Write out, word for word, the first line of the data below and every line after it through the one containing "The trainer receives".

== PROVIDED INFORMATION ==
○ ○ ○ ○ ○ ○ ○
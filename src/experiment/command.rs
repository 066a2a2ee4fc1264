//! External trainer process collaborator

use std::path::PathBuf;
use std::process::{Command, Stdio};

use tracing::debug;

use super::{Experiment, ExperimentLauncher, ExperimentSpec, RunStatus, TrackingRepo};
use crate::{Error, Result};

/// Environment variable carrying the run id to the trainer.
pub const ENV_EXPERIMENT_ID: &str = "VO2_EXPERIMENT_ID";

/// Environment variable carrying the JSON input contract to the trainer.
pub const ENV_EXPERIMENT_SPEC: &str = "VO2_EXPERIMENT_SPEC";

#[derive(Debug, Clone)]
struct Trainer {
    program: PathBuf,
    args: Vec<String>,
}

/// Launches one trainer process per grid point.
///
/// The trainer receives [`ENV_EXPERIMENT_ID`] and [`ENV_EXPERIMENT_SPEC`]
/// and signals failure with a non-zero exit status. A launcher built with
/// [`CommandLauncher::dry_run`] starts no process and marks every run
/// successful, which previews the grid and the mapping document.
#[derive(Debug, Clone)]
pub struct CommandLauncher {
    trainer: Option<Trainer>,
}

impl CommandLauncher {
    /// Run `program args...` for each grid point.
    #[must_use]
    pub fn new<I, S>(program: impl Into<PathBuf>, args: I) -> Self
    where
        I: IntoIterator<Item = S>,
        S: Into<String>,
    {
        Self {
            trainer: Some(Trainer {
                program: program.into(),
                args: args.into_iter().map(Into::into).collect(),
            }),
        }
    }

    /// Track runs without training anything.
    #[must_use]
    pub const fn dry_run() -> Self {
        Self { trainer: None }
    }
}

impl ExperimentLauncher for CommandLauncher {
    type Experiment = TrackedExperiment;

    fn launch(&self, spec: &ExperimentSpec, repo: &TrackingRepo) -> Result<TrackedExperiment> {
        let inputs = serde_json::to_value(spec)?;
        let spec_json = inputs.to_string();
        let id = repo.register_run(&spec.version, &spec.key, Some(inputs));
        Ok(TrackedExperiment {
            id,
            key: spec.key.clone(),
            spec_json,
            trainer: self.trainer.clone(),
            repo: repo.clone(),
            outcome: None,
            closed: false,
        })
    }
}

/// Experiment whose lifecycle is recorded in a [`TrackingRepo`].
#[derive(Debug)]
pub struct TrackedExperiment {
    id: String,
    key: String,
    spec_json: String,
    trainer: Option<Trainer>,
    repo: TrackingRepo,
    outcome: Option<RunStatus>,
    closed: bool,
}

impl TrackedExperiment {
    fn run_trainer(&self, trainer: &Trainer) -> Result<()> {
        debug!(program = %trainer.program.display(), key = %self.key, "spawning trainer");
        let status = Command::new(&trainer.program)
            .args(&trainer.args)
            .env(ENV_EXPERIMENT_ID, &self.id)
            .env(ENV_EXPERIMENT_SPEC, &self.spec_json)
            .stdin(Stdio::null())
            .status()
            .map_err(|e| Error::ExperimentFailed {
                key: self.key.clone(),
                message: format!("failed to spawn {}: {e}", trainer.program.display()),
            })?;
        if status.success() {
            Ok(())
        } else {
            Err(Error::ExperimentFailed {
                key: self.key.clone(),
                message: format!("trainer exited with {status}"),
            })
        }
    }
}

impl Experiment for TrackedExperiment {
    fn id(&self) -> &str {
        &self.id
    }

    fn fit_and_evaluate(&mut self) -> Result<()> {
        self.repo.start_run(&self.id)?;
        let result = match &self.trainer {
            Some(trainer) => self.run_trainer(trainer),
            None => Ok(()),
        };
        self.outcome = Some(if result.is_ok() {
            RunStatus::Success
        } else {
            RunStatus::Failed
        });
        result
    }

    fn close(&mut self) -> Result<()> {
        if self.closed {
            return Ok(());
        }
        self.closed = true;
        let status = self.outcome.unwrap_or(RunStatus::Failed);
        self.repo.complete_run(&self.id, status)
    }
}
○ ○ ○ ○ ○ ○ ○
== SOLUTION TO THE EXERCISE ==
filename src/experiment/command.rs
repository 066a2a2ee4fc1264
//! External trainer process collaborator

use std::path::PathBuf;
use std::process::{Command, Stdio};

use tracing::debug;

use super::{Experiment, ExperimentLauncher, ExperimentSpec, RunStatus, TrackingRepo};
use crate::{Error, Result};

/// Environment variable carrying the run id to the trainer.
pub const ENV_EXPERIMENT_ID: &str = "VO2_EXPERIMENT_ID";

/// Environment variable carrying the JSON input contract to the trainer.
pub const ENV_EXPERIMENT_SPEC: &str = "VO2_EXPERIMENT_SPEC";

#[derive(Debug, Clone)]
struct Trainer {
    program: PathBuf,
    args: Vec<String>,
}

/// Launches one trainer process per grid point.
///
/// The trainer receives [`ENV_EXPERIMENT_ID`] and [`ENV_EXPERIMENT_SPEC`]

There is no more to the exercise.